Nicolas Da Silva, auteur de La bataille de la Sécu, nous donne sa vision de la Sécurité sociale, tant actuelle qu’historique, et comment il la perçoit comme une institution qui dépasse le capitalisme.

Aussi paradoxal que cela puisse paraître, tu dis souvent que la Sécurité sociale est une institution en pleine santé financière. Est-ce que tu peux développer ?

L’idée c’est vraiment de contrecarrer le regard dominant qui est porté sur la Sécu. Le regard dominant c’est celui du trou de la Sécu. C’est-à-dire que la Sécurité sociale serait une institution au bord de la faillite et que sans réforme, la Sécu ne pourrait pas vraiment survivre quelques années de plus.

Ce discours est totalement faux, c’est à dire que quand on regarde ses fondamentaux, la Sécu va plutôt bien. Si on a des problèmes de finances publiques ce n’est pas la Sécu, c’est l’État. Sous le terme Sécu, il y a plusieurs réalités. La Sécurité sociale c’est plein de régimes très différents. Plein de caisses différentes. Quand on dit qu’il y a un déficit à la Sécurité sociale, la plupart du temps on parle du déficit du régime général de Sécurité sociale, c’est le régime de base, caisse nationale d’assurance maladie, assurance vieillesse, CAF et accidents du travail, maladies professionnelles.
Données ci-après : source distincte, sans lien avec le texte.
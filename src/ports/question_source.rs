//! QuestionSource port - where catalog documents come from.

use async_trait::async_trait;

use crate::domain::foundation::DomainError;
use crate::domain::questionnaire::QuestionDocument;

/// Supplies the raw question documents of the questionnaire.
///
/// Called once per session start. Ordering is done by the catalog, so
/// implementations may return documents in any order.
#[async_trait]
pub trait QuestionSource: Send + Sync {
    /// Returns every question document.
    ///
    /// # Errors
    ///
    /// - `CatalogLoadFailure` when the source cannot be read or parsed
    async fn get_ordered_questions(&self) -> Result<Vec<QuestionDocument>, DomainError>;
}
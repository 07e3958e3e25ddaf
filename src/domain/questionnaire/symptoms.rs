//! Symptom profiles attached to diagnosed subtypes.

use serde::Serialize;

/// Typical cognitive, behavioral and emotional presentation of a subtype.
#[derive(Debug, Clone, Copy, PartialEq, Eq, Serialize)]
pub struct SymptomProfile {
    pub cognitive: &'static str,
    pub behavioral: &'static str,
    pub emotional: &'static str,
}

const fn profile(
    cognitive: &'static str,
    behavioral: &'static str,
    emotional: &'static str,
) -> SymptomProfile {
    SymptomProfile {
        cognitive,
        behavioral,
        emotional,
    }
}

const PROFILES: &[(&str, SymptomProfile)] = &[
    // OCD
    (
        "contamination ocd",
        profile(
            "Persistent fears of germs or contaminants.",
            "Excessive hand washing and cleaning rituals.",
            "Anxiety and distress over perceived contamination.",
        ),
    ),
    (
        "symmetry ocd",
        profile(
            "Obsessions with order and exactness.",
            "Compulsive arranging and aligning of objects.",
            "Irritation when things feel 'off' or misaligned.",
        ),
    ),
    (
        "checking ocd",
        profile(
            "Intrusive doubts about safety or mistakes.",
            "Repeated checking of locks, appliances, etc.",
            "Relief followed by renewed anxiety after checking.",
        ),
    ),
    // Stress
    (
        "acute stress",
        profile(
            "Difficulty concentrating and memory lapses.",
            "Avoidance of reminders of the traumatic event.",
            "Emotional numbness and detachment.",
        ),
    ),
    (
        "chronic stress",
        profile(
            "Persistent worry and indecisiveness.",
            "Neglect of responsibilities and social withdrawal.",
            "Irritability and feelings of being overwhelmed.",
        ),
    ),
    (
        "episodic acute stress",
        profile(
            "Frequent episodes of intense stress.",
            "Overcommitment and inability to relax.",
            "Short-temperedness and anxiety.",
        ),
    ),
    // Depression
    (
        "major depressive disorder",
        profile(
            "Negative thoughts and hopelessness.",
            "Withdrawal from activities and social interactions.",
            "Persistent sadness and loss of interest.",
        ),
    ),
    (
        "postpartum depression",
        profile(
            "Difficulty bonding with the baby.",
            "Changes in eating and sleeping patterns.",
            "Feelings of inadequacy and guilt.",
        ),
    ),
    (
        "atypical depression",
        profile(
            "Sensitivity to rejection.",
            "Increased appetite and sleep.",
            "Mood reactivity to positive events.",
        ),
    ),
    // Anxiety
    (
        "generalized anxiety disorder",
        profile(
            "Excessive worry about various aspects of life.",
            "Avoidance of anxiety-inducing situations.",
            "Restlessness and feeling on edge.",
        ),
    ),
    (
        "panic disorder",
        profile(
            "Fear of impending doom during attacks.",
            "Avoidance of places where attacks occurred.",
            "Sudden surges of intense fear.",
        ),
    ),
    (
        "separation anxiety disorder",
        profile(
            "Worry about being separated from loved ones.",
            "Reluctance to be alone or away from attachment figures.",
            "Distress during periods of separation.",
        ),
    ),
    // Trauma
    (
        "single event trauma",
        profile(
            "Intrusive memories of the traumatic event.",
            "Avoidance of reminders associated with the trauma.",
            "Heightened startle response and irritability.",
        ),
    ),
    (
        "complex trauma",
        profile(
            "Negative self-perception and distrust.",
            "Self-destructive behaviors and difficulty with relationships.",
            "Emotional dysregulation and feelings of shame.",
        ),
    ),
    (
        "developmental trauma",
        profile(
            "Impaired cognitive development and learning difficulties.",
            "Attachment issues and behavioral problems.",
            "Chronic feelings of emptiness and emotional numbness.",
        ),
    ),
];

/// Looks up the profile of a subtype, ignoring case and repeated spaces.
pub fn symptom_profile(subtype: &str) -> Option<SymptomProfile> {
    let key = subtype
        .split_whitespace()
        .collect::<Vec<_>>()
        .join(" ")
        .to_lowercase();
    PROFILES
        .iter()
        .find(|(name, _)| *name == key)
        .map(|(_, profile)| *profile)
}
Ces quatre caisses-là, qui sont le régime de base, sont en déficit, c’est vrai. Mais ce n’est pas vrai pour tous les risques. Il y a des excédents pour la famille, par exemple. Si on ajoute les autres caisses qui sont obligatoires, si on ajoute la CADES (caisse liée au financement de la dette sociale), ce n’est plus vrai. La Sécu, dans le sens général des administrations de Sécurité sociale, elle est à l’équilibre, il suffit de voir les comptes de l’INSEE qui montrent, que tous les ans, les administrations de Sécurité sociale, donc la Sécu au sens général, tous les risques et toutes les caisses, c’est à l’équilibre.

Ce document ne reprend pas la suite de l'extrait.